Work required:
The entries below should be written out again exactly as they stand.

↓

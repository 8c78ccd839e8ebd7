// ── Window → instance routing ─────────────────────────────────────────────────
//
// The native window procedure is a free function, so it needs a way to find
// the object that owns the window it was called for.  `Registry` is that
// lookup: an explicit table from `WindowId` to handler, owned by the platform
// shell on the UI thread.  A handler is adopted *before* the window exists
// and bound to the first window that delivers a message for it.

use std::{cell::RefCell, collections::HashMap};

use crate::{
    error::{Result, TermyError},
    message::{Message, Outcome, WM_NCDESTROY},
    platform::WindowId,
};

/// Something that owns a window and reacts to its messages.
pub(crate) trait Handler {
    /// Called once, when the handler is bound to its window.
    fn attach(&mut self, window: WindowId);

    fn handle(&mut self, message: Message) -> Outcome;
}

/// What the window procedure should do after dispatch.
#[derive(Debug, Clone, Copy, PartialEq, Eq)]
pub(crate) enum Route {
    /// Return this value from the window procedure.
    Handled(isize),
    /// Hand the message to `DefWindowProcW`.
    Default,
    /// A handler failed; post a quit message with this code and return 0.
    Abort(i32),
}

pub(crate) struct Registry<H> {
    /// Handler waiting for its window to deliver the first message.
    pending: Option<H>,
    windows: HashMap<WindowId, H>,
    /// First fatal handler error, reported once the loop exits.
    failure: Option<TermyError>,
}

impl<H: Handler> Registry<H> {
    pub(crate) fn new() -> Self {
        Self {
            pending: None,
            windows: HashMap::new(),
            failure: None,
        }
    }

    /// Queue `handler` for the next window that has no owner yet.
    pub(crate) fn adopt(&mut self, handler: H) {
        self.pending = Some(handler);
    }

    /// Take back a handler whose window was never created.
    pub(crate) fn abandon_pending(&mut self) -> Option<H> {
        self.pending.take()
    }

    #[cfg(test)]
    pub(crate) fn get(&self, window: WindowId) -> Option<&H> {
        self.windows.get(&window)
    }

    #[cfg(test)]
    pub(crate) fn len(&self) -> usize {
        self.windows.len()
    }

    /// Dispatch through a shared table.  A message that arrives while the
    /// table is already borrowed (sent from inside a handler) gets default
    /// processing.
    pub(crate) fn route(table: &RefCell<Self>, window: WindowId, message: Message) -> Route {
        match table.try_borrow_mut() {
            Ok(mut table) => table.dispatch(window, message),
            Err(_) => {
                log::trace!("re-entrant message {message:?}; default processing");
                Route::Default
            }
        }
    }

    /// Route one message to the handler that owns `window`.
    pub(crate) fn dispatch(&mut self, window: WindowId, message: Message) -> Route {
        if let Message::Other {
            id: WM_NCDESTROY, ..
        } = message
        {
            if self.windows.remove(&window).is_some() {
                log::debug!("released handler for window {:#x}", window.0);
            }
            return Route::Default;
        }

        let Some(handler) = self.windows.get_mut(&window) else {
            // The first messages arrive while CreateWindowExW is still
            // running; bind the pending handler and let Windows handle them.
            if let Some(mut handler) = self.pending.take() {
                log::debug!("attached handler to window {:#x}", window.0);
                handler.attach(window);
                self.windows.insert(window, handler);
            }
            return Route::Default;
        };

        match handler.handle(message) {
            Outcome::Handled(value) => Route::Handled(value),
            Outcome::Unhandled => Route::Default,
            Outcome::Failed(e) => {
                log::debug!("handler for window {:#x} failed: {e}", window.0);
                let code = e.exit_code();
                self.failure.get_or_insert(e);
                Route::Abort(code)
            }
        }
    }

    /// The fatal error recorded during dispatch, if any.
    pub(crate) fn take_failure(&mut self) -> Option<TermyError> {
        self.failure.take()
    }

    /// Outcome of the message loop once it has ended.  A handler that
    /// failed posted the quit message, so its error is the loop's result.
    pub(crate) fn finish(&mut self) -> Result<()> {
        match self.take_failure() {
            Some(e) => Err(e),
            None => Ok(()),
        }
    }
}

// ── Tests ─────────────────────────────────────────────────────────────────────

↑

Answer box:
repository 8c78ccd839e8ebd7
// ── Window → instance routing ─────────────────────────────────────────────────
//
// The native window procedure is a free function, so it needs a way to find
// the object that owns the window it was called for.  `Registry` is that
// lookup: an explicit table from `WindowId` to handler, owned by the platform
// shell on the UI thread.  A handler is adopted *before* the window exists
// and bound to the first window that delivers a message for it.

use std::{cell::RefCell, collections::HashMap};

use crate::{
    error::{Result, TermyError},
    message::{Message, Outcome, WM_NCDESTROY},
    platform::WindowId,
};

/// Something that owns a window and reacts to its messages.
pub(crate) trait Handler {
    /// Called once, when the handler is bound to its window.
    fn attach(&mut self, window: WindowId);

    fn handle(&mut self, message: Message) -> Outcome;
}

/// What the window procedure should do after dispatch.
#[derive(Debug, Clone, Copy, PartialEq, Eq)]
pub(crate) enum Route {
    /// Return this value from the window procedure.
    Handled(isize),
    /// Hand the message to `DefWindowProcW`.
    Default,
    /// A handler failed; post a quit message with this code and return 0.
    Abort(i32),
}

pub(crate) struct Registry<H> {
    /// Handler waiting for its window to deliver the first message.
    pending: Option<H>,
    windows: HashMap<WindowId, H>,
    /// First fatal handler error, reported once the loop exits.
    failure: Option<TermyError>,
}

impl<H: Handler> Registry<H> {
    pub(crate) fn new() -> Self {
        Self {
            pending: None,
            windows: HashMap::new(),
            failure: None,
        }
    }

    /// Queue `handler` for the next window that has no owner yet.
    pub(crate) fn adopt(&mut self, handler: H) {
        self.pending = Some(handler);
    }

    /// Take back a handler whose window was never created.
    pub(crate) fn abandon_pending(&mut self) -> Option<H> {
        self.pending.take()
    }

    #[cfg(test)]
    pub(crate) fn get(&self, window: WindowId) -> Option<&H> {
        self.windows.get(&window)
    }

    #[cfg(test)]
    pub(crate) fn len(&self) -> usize {
        self.windows.len()
    }

    /// Dispatch through a shared table.  A message that arrives while the
    /// table is already borrowed (sent from inside a handler) gets default
    /// processing.
    pub(crate) fn route(table: &RefCell<Self>, window: WindowId, message: Message) -> Route {
        match table.try_borrow_mut() {
            Ok(mut table) => table.dispatch(window, message),
            Err(_) => {
                log::trace!("re-entrant message {message:?}; default processing");
                Route::Default
            }
        }
    }

    /// Route one message to the handler that owns `window`.
    pub(crate) fn dispatch(&mut self, window: WindowId, message: Message) -> Route {
        if let Message::Other {
            id: WM_NCDESTROY, ..
        } = message
        {
            if self.windows.remove(&window).is_some() {
                log::debug!("released handler for window {:#x}", window.0);
            }
            return Route::Default;
        }

        let Some(handler) = self.windows.get_mut(&window) else {
            // The first messages arrive while CreateWindowExW is still
            // running; bind the pending handler and let Windows handle them.
            if let Some(mut handler) = self.pending.take() {
                log::debug!("attached handler to window {:#x}", window.0);
                handler.attach(window);
                self.windows.insert(window, handler);
            }
            return Route::Default;
        };

        match handler.handle(message) {
            Outcome::Handled(value) => Route::Handled(value),
            Outcome::Unhandled => Route::Default,
            Outcome::Failed(e) => {
                log::debug!("handler for window {:#x} failed: {e}", window.0);
                let code = e.exit_code();
                self.failure.get_or_insert(e);
                Route::Abort(code)
            }
        }
    }

    /// The fatal error recorded during dispatch, if any.
    pub(crate) fn take_failure(&mut self) -> Option<TermyError> {
        self.failure.take()
    }

    /// Outcome of the message loop once it has ended.  A handler that
    /// failed posted the quit message, so its error is the loop's result.
    pub(crate) fn finish(&mut self) -> Result<()> {
        match self.take_failure() {
            Some(e) => Err(e),
            None => Ok(()),
        }
    }
}

// ── Tests ─────────────────────────────────────────────────────────────────────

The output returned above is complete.